Angus VNR: Fine Tuning Your Herd

Decisions made today will have an impact on a cow herd for years to come.

One South Dakota animal scientist says a move to increase consistency is a move in the right direction. It aids in marketing at all levels, and allows for less sorting and comingling at the feedyard.

“When we co-mingle, it's daycare. It doesn't matter how much we've vaccinated them, the kids still get sick at daycare and that's what co-mingling does. Things that would need to happen is they need to be uniform in bodyweight, which probably means less than 60 days on the calving season. That their mature weight when they're really ready to hit, they should be of similar weight. The ability to grow to that rate needs to be the same and then the quality grade needs to be consistent across the population,” says Robbi Pritchard, a South Dakota ruminant nutritionist and consultant.

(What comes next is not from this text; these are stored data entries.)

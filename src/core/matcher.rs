use std::sync::Arc;
use crate::core::{
    classifier::{SpecializationClassifier, SpecializationSet},
    filters::filter_by_specialization,
    scoring::{calculate_match_score, doctor_distance},
    taxonomy::Taxonomy,
};
use crate::models::{Doctor, DoctorMatch, Location, SymptomReport};

/// Result cap for the full intake path
pub const DEFAULT_MATCH_LIMIT: usize = 10;

/// Result cap for the quick-match path
pub const QUICK_MATCH_LIMIT: usize = 5;

/// Result of the matching process
#[derive(Debug)]
pub struct MatchResult {
    pub specializations: SpecializationSet,
    pub matches: Vec<DoctorMatch>,
    pub total_candidates: usize,
}

/// How many matches each call path returns
#[derive(Debug, Clone, Copy, PartialEq, Eq)]
pub struct MatchLimits {
    pub default_limit: usize,
    pub quick_limit: usize,
}

impl Default for MatchLimits {
    fn default() -> Self {
        Self {
            default_limit: DEFAULT_MATCH_LIMIT,
            quick_limit: QUICK_MATCH_LIMIT,
        }
    }
}

/// Main matching orchestrator
///
/// # Pipeline Stages
/// 1. Classify the report into specializations
/// 2. Filter candidates by specialization, falling back to general practice
/// 3. Score each doctor and measure distance
/// 4. Stable sort by score and truncate
#[derive(Debug, Clone)]
pub struct Matcher {
    classifier: SpecializationClassifier,
    limits: MatchLimits,
}

impl Matcher {
    pub fn new(taxonomy: Arc<Taxonomy>, limits: MatchLimits) -> Self {
        Self {
            classifier: SpecializationClassifier::new(taxonomy),
            limits,
        }
    }

    pub fn with_defaults() -> Self {
        Self::new(Arc::new(Taxonomy::default()), MatchLimits::default())
    }

    pub fn limits(&self) -> MatchLimits {
        self.limits
    }

    pub fn classifier(&self) -> &SpecializationClassifier {
        &self.classifier
    }

    /// Find doctors for a symptom report
    ///
    /// # Arguments
    /// * `report` - Symptoms, severity and optional AI analysis
    /// * `candidates` - Snapshot of the doctor directory
    /// * `patient_location` - Where the patient is, if known
    /// * `limit` - Maximum number of matches to return
    ///
    /// # Returns
    /// MatchResult with matches ordered by score; equal scores keep candidate order
    pub fn find_matches(
        &self,
        report: &SymptomReport,
        candidates: Vec<Doctor>,
        patient_location: Option<&Location>,
        limit: usize,
    ) -> MatchResult {
        let total_candidates = candidates.len();

        // Stage 1: specializations from symptoms and analysis
        let specializations = self.classifier.classify(&report.symptoms, report.analysis());

        // Stage 2: specialization filter
        let doctors = filter_by_specialization(candidates, &specializations);

        tracing::debug!(
            "Scoring {} of {} candidates for {:?}",
            doctors.len(),
            total_candidates,
            specializations
        );

        // Stage 3: score and measure
        let mut matches: Vec<DoctorMatch> = doctors
            .into_iter()
            .map(|doctor| {
                let match_score = calculate_match_score(
                    &doctor,
                    &specializations,
                    patient_location,
                    report.severity,
                );

                let distance = patient_location
                    .map(|location| doctor_distance(&doctor, location))
                    .filter(|d| d.is_finite());

                DoctorMatch {
                    doctor,
                    match_score,
                    distance,
                }
            })
            .collect();

        // Stage 4: sort_by is stable, so ties keep candidate order
        matches.sort_by(|a, b| {
            b.match_score
                .partial_cmp(&a.match_score)
                .unwrap_or(std::cmp::Ordering::Equal)
        });

        matches.truncate(limit);

        MatchResult {
            specializations,
            matches,
            total_candidates,
        }
    }

    /// Full intake path: report location, default limit
    pub fn match_report(&self, report: &SymptomReport, candidates: Vec<Doctor>) -> MatchResult {
        self.find_matches(
            report,
            candidates,
            report.location.as_ref(),
            self.limits.default_limit,
        )
    }

    /// Quick path: report location, quick limit
    pub fn quick_match(&self, report: &SymptomReport, candidates: Vec<Doctor>) -> MatchResult {
        self.find_matches(
            report,
            candidates,
            report.location.as_ref(),
            self.limits.quick_limit,
        )
    }
}

impl Default for Matcher {
    fn default() -> Self {
        Self::with_defaults()
    }
}

#[cfg(test)]
mod tests {
    use super::*;

    fn ids(result: &MatchResult) -> Vec<&str> {
        result
            .matches
            .iter()
            .filter_map(|m| m.doctor.id.as_deref())
            .collect()
    }

    #[test]
    fn test_headache_scenario() {
        let matcher = Matcher::with_defaults();
        let report = SymptomReport::new(["mild headache"]);
        let candidates = vec![Doctor::new("n1", "Neurology")
            .with_rating(4.6)
            .with_accepting_new_patients(true)];

        let result = matcher.match_report(&report, candidates);

        assert!(result.specializations.contains("Neurology"));
        assert_eq!(result.matches.len(), 1);
        assert_eq!(result.matches[0].match_score, 85.0);
        assert_eq!(result.matches[0].distance, None);
    }

    #[test]
    fn test_empty_candidates() {
        let matcher = Matcher::with_defaults();
        let result = matcher.match_report(&SymptomReport::new(["cough"]), vec![]);

        assert!(result.matches.is_empty());
        assert_eq!(result.total_candidates, 0);
    }

    #[test]
    fn test_sorted_and_stable() {
        let matcher = Matcher::with_defaults();
        let report = SymptomReport::new(["skin rash"]);

        let candidates = vec![
            Doctor::new("a", "Dermatology").with_rating(3.0),
            Doctor::new("b", "Dermatology").with_rating(4.8),
            Doctor::new("c", "Dermatology").with_rating(3.2),
            Doctor::new("d", "Dermatology").with_rating(4.9),
            Doctor::new("e", "Dermatology").with_rating(3.0),
        ];

        let result = matcher.match_report(&report, candidates);

        // b and d tie at 85, a/c/e tie at 70
        assert_eq!(ids(&result), vec!["b", "d", "a", "c", "e"]);
        for pair in result.matches.windows(2) {
            assert!(pair[0].match_score >= pair[1].match_score);
        }
    }

    #[test]
    fn test_limits() {
        let matcher = Matcher::with_defaults();
        let report = SymptomReport::new(["feeling tired"]);
        let candidates: Vec<Doctor> = (0..15)
            .map(|i| Doctor::new(i.to_string(), "General Practice"))
            .collect();

        assert_eq!(matcher.match_report(&report, candidates.clone()).matches.len(), 10);
        assert_eq!(matcher.quick_match(&report, candidates.clone()).matches.len(), 5);
        assert_eq!(matcher.find_matches(&report, candidates, None, 3).matches.len(), 3);

        let custom = Matcher::new(
            Arc::new(Taxonomy::default()),
            MatchLimits { default_limit: 2, quick_limit: 1 },
        );
        let candidates = vec![
            Doctor::new("1", "General Practice"),
            Doctor::new("2", "General Practice"),
            Doctor::new("3", "General Practice"),
        ];
        assert_eq!(custom.match_report(&report, candidates.clone()).matches.len(), 2);
        assert_eq!(custom.quick_match(&report, candidates).matches.len(), 1);
    }

    #[test]
    fn test_distance_reported() {
        let matcher = Matcher::with_defaults();
        let report = SymptomReport::new(["sinus pressure"]).with_location(Location::new(40.7128, -74.0060));

        let candidates = vec![
            Doctor::new("far", "ENT").with_coordinates(41.5, -74.0),
            Doctor::new("near", "ENT").with_coordinates(40.72, -74.01),
            Doctor::new("nowhere", "ENT"),
        ];

        let result = matcher.match_report(&report, candidates);

        assert_eq!(ids(&result), vec!["near", "far", "nowhere"]);
        assert!(result.matches[0].distance.unwrap() < 2.0);
        assert!(result.matches[1].distance.unwrap() > 50.0);
        assert_eq!(result.matches[2].distance, None);
    }
}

That means matching up genetics and management across the herd.

“A great example would be if you use AI in your breeding season and then you follow with cleanup bulls. If the AI sires are superior genetics and if your cleanup bulls aren't superior genetics, then you no longer have a uniform calf crop. So you do have to pay more for these better cleanup bulls so that they match the others, but then you get the payback in the crop at the end,” Pritchard says.

It’s not just about making the best better, but about identifying the underperformers as well.

“Our problems are the ones on the bottom that are pulling them down. So rather than trying to push the top higher, there's a great more deal to be achieved by getting rid of the ones that failed to be average,” Pritchard continues.

Marketing must be just as intentional, built on a vision of cooperation and common goals.  

“What I am doing with my calf crop is I am building a pen of feeder cattle. And they're going to have all of the traits that we want, that it's not just produce it and hope somebody finds it. And I'm going to have a relationship with a feedlot that understands the improved genetics of my calf crop,” Pritchard concludes.

Uniformity matters in the long-term, and that takes focus all along.